# Task to carry out:
How many lines in the data below include the word "xlsb"? State the number alone.

Stored data entries:
▼▼▼

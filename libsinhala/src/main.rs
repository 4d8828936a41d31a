use anyhow::Result;
use clap::{Parser, Subcommand};
use libsinhala::{create_predictor, utils, Predictor, SinhalaConfig};
use std::io::{self, BufRead, Write};
use std::path::PathBuf;

/// Sinhala word completion and vowel-mark prediction.
///
/// Results are printed as JSON arrays. Set RUST_LOG=info to see table loading.
#[derive(Parser, Debug)]
#[command(name = "sinhala-predict", version, about)]
struct Cli {
    /// TOML config file (SinhalaConfig)
    #[arg(long)]
    config: Option<PathBuf>,

    /// Directory holding the word list and vowel tables
    #[arg(long)]
    data_dir: Option<PathBuf>,

    /// Bincode snapshot file name inside the data directory
    #[arg(long)]
    snapshot: Option<String>,

    #[command(subcommand)]
    command: Command,
}

#[derive(Subcommand, Debug)]
enum Command {
    /// Complete a word prefix
    Word {
        prefix: String,
    },
    /// Suggest vowel marks for the consonant just typed
    Vowel {
        /// Current word, including the consonant just typed
        prefix: String,
        /// The consonant just typed (defaults to the last character of PREFIX)
        #[arg(long, default_value = "")]
        current: String,
        /// Also print which table answered and the key used
        #[arg(long)]
        explain: bool,
    },
    /// Read typed text line by line and predict for its last word
    Repl,
}

fn load_config(cli: &Cli) -> Result<SinhalaConfig> {
    let mut config = match &cli.config {
        Some(path) => SinhalaConfig::load_toml(path)?,
        None => SinhalaConfig::default(),
    };
    if let Some(dir) = &cli.data_dir {
        config.data_dir = dir.clone();
    }
    if let Some(snapshot) = &cli.snapshot {
        config.snapshot = Some(snapshot.clone());
    }
    Ok(config)
}

fn main() -> Result<()> {
    env_logger::Builder::from_env(env_logger::Env::default().default_filter_or("warn")).init();

    let cli = Cli::parse();
    let config = load_config(&cli)?;
    let predictor = create_predictor(&config)?;

    let stdout = io::stdout();
    let mut out = stdout.lock();

    match &cli.command {
        Command::Word { prefix } => {
            let words = predictor.predict_word(prefix);
            writeln!(out, "{}", serde_json::to_string(&words)?)?;
        }
        Command::Vowel {
            prefix,
            current,
            explain,
        } => {
            if *explain {
                let detail = predictor.predict_vowel_detailed(prefix, current);
                writeln!(out, "{}", serde_json::to_string_pretty(&detail)?)?;
            } else {
                let vowels = predictor.predict_vowel(prefix, current);
                writeln!(out, "{}", serde_json::to_string(&vowels)?)?;
            }
        }
        Command::Repl => run_repl(&predictor, io::stdin().lock(), &mut out)?,
    }
    Ok(())
}

/// One JSON object per input line: word completions and vowel suggestions for
/// the word being typed at the end of the line.
fn run_repl<R: BufRead, W: Write>(predictor: &Predictor, input: R, out: &mut W) -> Result<()> {
    for line in input.lines() {
        let line = line?;
        let word = utils::last_word(&line);
        let response = serde_json::json!({
            "word": word,
            "words": predictor.predict_word(word),
            "vowels": predictor.predict_vowel(word, ""),
        });
        writeln!(out, "{}", response)?;
        out.flush()?;
    }
    Ok(())
}
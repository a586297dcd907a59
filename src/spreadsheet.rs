use crate::cell::CellValue;
use crate::error::{Result, SheetError};
use serde::{Deserialize, Serialize};

/// Rows per worksheet in the xlsx grid, header row included.
pub const MAX_ROWS: u32 = 1_048_576;
/// Columns per worksheet in the xlsx grid.
pub const MAX_COLS: u16 = 16_384;
/// Cells a sheet may grow to through edits unless a caller picks its own budget.
pub const DEFAULT_MAX_CELLS: usize = 5_000_000;

/// Tabular content of one worksheet.
///
/// `headers` is the first row of the source sheet, `rows` everything below it. Rows are
/// indexed by column position and may be shorter or longer than `headers`.
#[derive(Clone, Serialize, Deserialize, Debug, PartialEq, Default)]
pub struct SheetTable {
    pub headers: Vec<String>,
    #[serde(rename = "data")]
    pub rows: Vec<Vec<CellValue>>,
}

impl SheetTable {
    pub fn new(headers: Vec<String>, rows: Vec<Vec<CellValue>>) -> Self {
        SheetTable { headers, rows }
    }

    pub fn is_empty(&self) -> bool {
        self.headers.is_empty() && self.rows.is_empty()
    }

    /// Widest row, header row included.
    pub fn width(&self) -> usize {
        self.rows
            .iter()
            .map(Vec::len)
            .chain(std::iter::once(self.headers.len()))
            .max()
            .unwrap_or(0)
    }

    pub fn get(&self, row: usize, col: usize) -> Option<&CellValue> {
        self.rows.get(row).and_then(|cells| cells.get(col))
    }

    /// Data cells currently held, headers excluded.
    pub fn cell_count(&self) -> usize {
        self.rows.iter().map(Vec::len).sum()
    }

    /// Data cells `set(row, col, ..)` would add.
    pub fn growth_for(&self, row: usize, col: usize) -> usize {
        let width = self.headers.len();
        let new_rows = (row + 1).saturating_sub(self.rows.len());
        let row_len = self.rows.get(row).map_or(width, Vec::len);
        new_rows
            .saturating_mul(width)
            .saturating_add((col + 1).saturating_sub(row_len))
    }

    /// Write `value` at `[row][col]`, growing the table as needed.
    ///
    /// Missing rows are created as `headers.len()` empty strings; a row that is too short
    /// is padded with `Empty` up to `col`.
    pub fn set(&mut self, row: usize, col: usize, value: CellValue) {
        let width = self.headers.len();
        while self.rows.len() <= row {
            self.rows.push(vec![CellValue::empty_string(); width]);
        }

        let cells = &mut self.rows[row];
        if cells.len() <= col {
            cells.resize(col + 1, CellValue::Empty);
        }
        cells[col] = value;
    }
}

/// A parsed multi-sheet workbook with one active sheet.
///
/// The tables are the only copy of the content: `headers()` and `data()` read straight
/// from the active table, so switching sheets never has anything to commit.
#[derive(Clone, Debug, PartialEq)]
pub struct Document {
    sheet_names: Vec<String>,
    tables: Vec<SheetTable>,
    active: usize,
}

impl Document {
    /// Build a document from sheets in workbook order; the first sheet becomes active.
    pub fn new(sheets: Vec<(String, SheetTable)>) -> Result<Self> {
        if sheets.is_empty() {
            return Err(SheetError::parse("workbook contains no sheets"));
        }

        let mut sheet_names = Vec::with_capacity(sheets.len());
        let mut tables = Vec::with_capacity(sheets.len());
        for (name, table) in sheets {
            if sheet_names.contains(&name) {
                return Err(SheetError::parse(format!("duplicate sheet name: {}", name)));
            }
            sheet_names.push(name);
            tables.push(table);
        }

        Ok(Document {
            sheet_names,
            tables,
            active: 0,
        })
    }

    pub fn sheet_names(&self) -> &[String] {
        &self.sheet_names
    }

    pub fn active_sheet(&self) -> &str {
        &self.sheet_names[self.active]
    }

    pub fn sheet(&self, name: &str) -> Option<&SheetTable> {
        self.position(name).map(|i| &self.tables[i])
    }

    /// All sheets in workbook order.
    pub fn sheets(&self) -> impl Iterator<Item = (&str, &SheetTable)> {
        self.sheet_names
            .iter()
            .map(String::as_str)
            .zip(self.tables.iter())
    }

    pub fn active(&self) -> &SheetTable {
        &self.tables[self.active]
    }

    pub fn headers(&self) -> &[String] {
        &self.active().headers
    }

    pub fn data(&self) -> &[Vec<CellValue>] {
        &self.active().rows
    }

    /// Make `name` the active sheet. Selecting the current sheet is a no-op.
    pub fn switch_sheet(&mut self, name: &str) -> Result<()> {
        let index = self
            .position(name)
            .ok_or_else(|| SheetError::UnknownSheet(name.to_string()))?;
        self.active = index;
        Ok(())
    }

    /// Write one cell of the active sheet's data area (never the header row).
    ///
    /// Coordinates are zero-based and relative to the first data row. The sheet may grow
    /// to at most [`DEFAULT_MAX_CELLS`] data cells.
    pub fn set_cell(&mut self, row: i64, col: i64, value: CellValue) -> Result<()> {
        self.set_cell_within(row, col, value, DEFAULT_MAX_CELLS)
    }

    /// [`Document::set_cell`] with an explicit cell budget. An edit that would grow the
    /// active sheet past `max_cells` data cells is rejected and changes nothing; edits
    /// that do not grow the sheet always go through.
    pub fn set_cell_within(
        &mut self,
        row: i64,
        col: i64,
        value: CellValue,
        max_cells: usize,
    ) -> Result<()> {
        let (r, c) = check_coordinates(row, col)?;
        let table = &mut self.tables[self.active];

        let growth = table.growth_for(r, c);
        if growth > 0 && table.cell_count().saturating_add(growth) > max_cells {
            return Err(SheetError::index(
                row,
                col,
                format!("edit would grow the sheet beyond {} cells", max_cells),
            ));
        }

        table.set(r, c, value);
        Ok(())
    }

    fn position(&self, name: &str) -> Option<usize> {
        self.sheet_names.iter().position(|n| n == name)
    }
}

/// Validate signed coordinates against the writable grid.
pub fn check_coordinates(row: i64, col: i64) -> Result<(usize, usize)> {
    if row < 0 || col < 0 {
        return Err(SheetError::index(row, col, "indices must be non-negative"));
    }
    // one grid row is taken by the headers
    if row >= i64::from(MAX_ROWS) - 1 {
        return Err(SheetError::index(row, col, "row is beyond the worksheet limit"));
    }
    if col >= i64::from(MAX_COLS) {
        return Err(SheetError::index(row, col, "column is beyond the worksheet limit"));
    }
    Ok((row as usize, col as usize))
}

#[cfg(test)]
mod tests {
    use super::*;

    fn sample() -> Document {
        Document::new(vec![
            (
                "Sheet1".to_string(),
                SheetTable::new(
                    vec!["Name".into(), "Age".into()],
                    vec![vec!["Alice".into(), "30".into()]],
                ),
            ),
            (
                "Sheet2".to_string(),
                SheetTable::new(vec!["X".into()], vec![]),
            ),
        ])
        .unwrap()
    }

    #[test]
    fn first_sheet_is_active() {
        let doc = sample();
        assert_eq!(doc.sheet_names(), ["Sheet1", "Sheet2"]);
        assert_eq!(doc.active_sheet(), "Sheet1");
        assert_eq!(doc.headers(), ["Name", "Age"]);
    }

    #[test]
    fn zero_sheets_is_a_parse_error() {
        assert!(matches!(Document::new(vec![]), Err(SheetError::Parse(_))));
    }

    #[test]
    fn duplicate_names_are_rejected() {
        let result = Document::new(vec![
            ("A".into(), SheetTable::default()),
            ("A".into(), SheetTable::default()),
        ]);
        assert!(matches!(result, Err(SheetError::Parse(_))));
    }

    #[test]
    fn switching_to_active_sheet_changes_nothing() {
        let mut doc = sample();
        let before = doc.clone();
        doc.switch_sheet("Sheet1").unwrap();
        assert_eq!(doc, before);
    }

    #[test]
    fn unknown_sheet_leaves_document_untouched() {
        let mut doc = sample();
        let before = doc.clone();
        let err = doc.switch_sheet("Nope").unwrap_err();
        assert!(matches!(err, SheetError::UnknownSheet(ref n) if n == "Nope"));
        assert_eq!(doc, before);
    }

    #[test]
    fn edits_survive_a_round_trip_through_another_sheet() {
        let mut doc = sample();
        doc.set_cell(0, 1, "31".into()).unwrap();
        assert_eq!(doc.data(), [vec![CellValue::from("Alice"), "31".into()]]);

        doc.switch_sheet("Sheet2").unwrap();
        assert_eq!(doc.headers(), ["X"]);
        assert!(doc.data().is_empty());
        assert_eq!(doc.sheet("Sheet1").unwrap().get(0, 1), Some(&CellValue::from("31")));

        doc.switch_sheet("Sheet1").unwrap();
        assert_eq!(doc.data()[0][1], CellValue::from("31"));
    }

    #[test]
    fn editing_past_the_last_row_pads_with_empty_strings() {
        let mut doc = Document::new(vec![(
            "S".into(),
            SheetTable::new(
                vec!["a".into(), "b".into()],
                vec![
                    vec![CellValue::Number(1.0), CellValue::Number(2.0)],
                    vec![CellValue::Number(3.0), CellValue::Number(4.0)],
                ],
            ),
        )])
        .unwrap();

        doc.set_cell(5, 0, "new".into()).unwrap();
        let data = doc.data();
        assert_eq!(data.len(), 6);
        assert_eq!(data[0], vec![CellValue::Number(1.0), CellValue::Number(2.0)]);
        assert_eq!(data[1], vec![CellValue::Number(3.0), CellValue::Number(4.0)]);
        for row in &data[2..5] {
            assert_eq!(row, &vec![CellValue::empty_string(); 2]);
        }
        assert_eq!(data[5][0], CellValue::from("new"));
    }

    #[test]
    fn editing_past_the_row_end_pads_with_empty_cells() {
        let mut doc = sample();
        doc.set_cell(0, 4, true.into()).unwrap();
        assert_eq!(
            doc.data()[0],
            vec![
                CellValue::from("Alice"),
                "30".into(),
                CellValue::Empty,
                CellValue::Empty,
                CellValue::Bool(true)
            ]
        );
        assert_eq!(doc.headers().len(), 2);
    }

    #[test]
    fn edits_only_touch_the_active_sheet() {
        let mut doc = sample();
        doc.switch_sheet("Sheet2").unwrap();
        doc.set_cell(0, 0, CellValue::Number(7.0)).unwrap();
        assert_eq!(doc.sheet("Sheet2").unwrap().rows, vec![vec![CellValue::Number(7.0)]]);
        assert_eq!(
            doc.sheet("Sheet1").unwrap(),
            sample().sheet("Sheet1").unwrap()
        );
    }

    #[test]
    fn bad_coordinates_are_index_errors() {
        let mut doc = sample();
        let before = doc.clone();
        for (r, c) in [(-1, 0), (0, -1), (i64::from(MAX_ROWS), 0), (0, i64::from(MAX_COLS))] {
            assert!(matches!(doc.set_cell(r, c, "x".into()), Err(SheetError::Index { .. })));
        }
        assert_eq!(doc, before);
    }

    #[test]
    fn width_counts_headers_and_rows() {
        let table = SheetTable::new(vec!["a".into()], vec![vec![CellValue::Empty; 3]]);
        assert_eq!(table.width(), 3);
        assert_eq!(SheetTable::default().width(), 0);
        assert!(SheetTable::default().is_empty());
    }

    #[test]
    fn growth_counts_padding_rows_and_cells() {
        let table = SheetTable::new(
            vec!["a".into(), "b".into(), "c".into()],
            vec![vec![CellValue::Empty; 2]],
        );
        assert_eq!(table.cell_count(), 2);
        assert_eq!(table.growth_for(0, 1), 0);
        assert_eq!(table.growth_for(0, 4), 3);
        // rows 1 and 2 are new, each three cells wide
        assert_eq!(table.growth_for(2, 0), 6);
        assert_eq!(table.growth_for(2, 5), 9);
    }

    #[test]
    fn wide_sheet_growth_is_held_to_the_cell_budget() {
        let headers: Vec<String> = (0..200).map(|i| format!("h{}", i)).collect();
        let mut doc =
            Document::new(vec![("Wide".into(), SheetTable::new(headers, vec![]))]).unwrap();
        let before = doc.clone();

        let err = doc.set_cell(100_000, 0, "x".into()).unwrap_err();
        assert!(matches!(err, SheetError::Index { row: 100_000, col: 0, .. }));
        assert_eq!(doc, before);

        let err = doc.set_cell_within(10, 0, "x".into(), 1_000).unwrap_err();
        assert!(matches!(err, SheetError::Index { .. }));
        assert_eq!(doc, before);

        doc.set_cell_within(3, 0, "x".into(), 1_000).unwrap();
        assert_eq!(doc.active().cell_count(), 800);
    }

    #[test]
    fn edits_inside_the_table_ignore_the_budget() {
        let mut doc = sample();
        doc.set_cell_within(0, 0, "Bob".into(), 0).unwrap();
        assert_eq!(doc.data()[0][0], CellValue::from("Bob"));
        assert!(doc.set_cell_within(0, 2, "x".into(), 2).is_err());
    }
}
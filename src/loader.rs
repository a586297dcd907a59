use crate::cell::CellValue;
use crate::error::{Result, SheetError};
use crate::spreadsheet::{Document, SheetTable};
use calamine::{Data, ExcelDateTime, Range, Reader, Sheets, open_workbook_auto_from_rs};
use lazy_static::lazy_static;
use regex::Regex;
use std::io::Cursor;
use std::path::Path;

/// Serial of 9999-12-31, the last date Excel displays.
const MAX_DATE_SERIAL: f64 = 2_958_465.0;

lazy_static! {
    static ref WORKBOOK_EXTENSION: Regex = Regex::new(r"(?i)\.(xlsx|xlsm|xlsb|xls|ods)$").unwrap();
}

/// Whether `file_name` carries one of the workbook extensions we can read.
pub fn is_workbook_file_name(file_name: &str) -> bool {
    WORKBOOK_EXTENSION.is_match(file_name)
}

/// Parse workbook bytes into a document.
///
/// The container format (xlsx, xlsb, xls, ods) is detected from the bytes. Row 0 of each
/// sheet becomes its headers and the remaining rows its data; the first sheet is active.
///
/// # Errors
/// * `SheetError::Parse` if the bytes are not a workbook or the workbook has no sheets
///
/// # Examples
/// ```no_run
/// use sheetedit::loader::from_bytes;
///
/// let bytes = std::fs::read("report.xlsx").unwrap();
/// let doc = from_bytes(&bytes).unwrap();
/// println!("active sheet: {}", doc.active_sheet());
/// ```
pub fn from_bytes(bytes: &[u8]) -> Result<Document> {
    if bytes.is_empty() {
        return Err(SheetError::parse("no data received"));
    }

    let mut workbook: Sheets<_> = open_workbook_auto_from_rs(Cursor::new(bytes))?;

    let sheet_names = workbook.sheet_names().to_vec();
    if sheet_names.is_empty() {
        return Err(SheetError::parse("workbook contains no sheets"));
    }

    let mut sheets = Vec::with_capacity(sheet_names.len());
    for name in sheet_names {
        let range = workbook.worksheet_range(&name)?;
        sheets.push((name, table_from_range(&range)));
    }

    Document::new(sheets)
}

/// Read and parse a workbook from disk.
pub fn from_path(path: impl AsRef<Path>) -> Result<Document> {
    let path = path.as_ref();
    let bytes = std::fs::read(path)
        .map_err(|e| SheetError::parse(format!("cannot read {}: {}", path.display(), e)))?;
    from_bytes(&bytes)
}

// Build a table anchored at A1, so leading blank rows and columns keep their position.
fn table_from_range(range: &Range<Data>) -> SheetTable {
    let Some((start_row, start_col)) = range.start() else {
        return SheetTable::default();
    };
    if range.is_empty() {
        return SheetTable::default();
    }

    let lead = start_col as usize;
    let mut grid: Vec<Vec<CellValue>> = vec![Vec::new(); start_row as usize];
    for row in range.rows() {
        let mut cells = vec![CellValue::Empty; lead];
        cells.extend(row.iter().map(cell_value));
        grid.push(trim_trailing(cells));
    }

    let mut rows = grid.into_iter();
    let headers = rows
        .next()
        .map(|first| first.iter().map(CellValue::to_string).collect())
        .unwrap_or_default();

    SheetTable::new(headers, rows.collect())
}

fn trim_trailing(mut cells: Vec<CellValue>) -> Vec<CellValue> {
    while cells.last().is_some_and(CellValue::is_blank) {
        cells.pop();
    }
    cells
}

fn cell_value(data: &Data) -> CellValue {
    match data {
        Data::Empty => CellValue::Empty,
        Data::String(s) => CellValue::String(s.clone()),
        Data::Float(f) => CellValue::Number(*f),
        Data::Int(i) => CellValue::Number(*i as f64),
        Data::Bool(b) => CellValue::Bool(*b),
        Data::DateTime(dt) => date_value(dt),
        Data::DateTimeIso(s) | Data::DurationIso(s) => CellValue::String(s.clone()),
        Data::Error(e) => CellValue::String(e.to_string()),
    }
}

/// Date and duration cells become ISO 8601 and `h:mm:ss` text.
///
/// Serials Excel itself cannot display stay numbers.
fn date_value(dt: &ExcelDateTime) -> CellValue {
    let serial = dt.as_f64();
    if !serial.is_finite() || serial.abs() > MAX_DATE_SERIAL {
        return CellValue::Number(serial);
    }

    let text = if dt.is_duration() {
        dt.as_duration().map(format_duration)
    } else {
        // as_datetime accounts for the 1904 date system
        dt.as_datetime()
            .map(|datetime| datetime.format("%Y-%m-%dT%H:%M:%S").to_string())
    };
    text.map_or(CellValue::Number(serial), CellValue::String)
}

fn format_duration(duration: chrono::Duration) -> String {
    let sign = if duration < chrono::Duration::zero() { "-" } else { "" };
    let secs = duration.num_seconds().unsigned_abs();
    format!("{}{}:{:02}:{:02}", sign, secs / 3600, secs / 60 % 60, secs % 60)
}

▲▲▲

# Your response:
2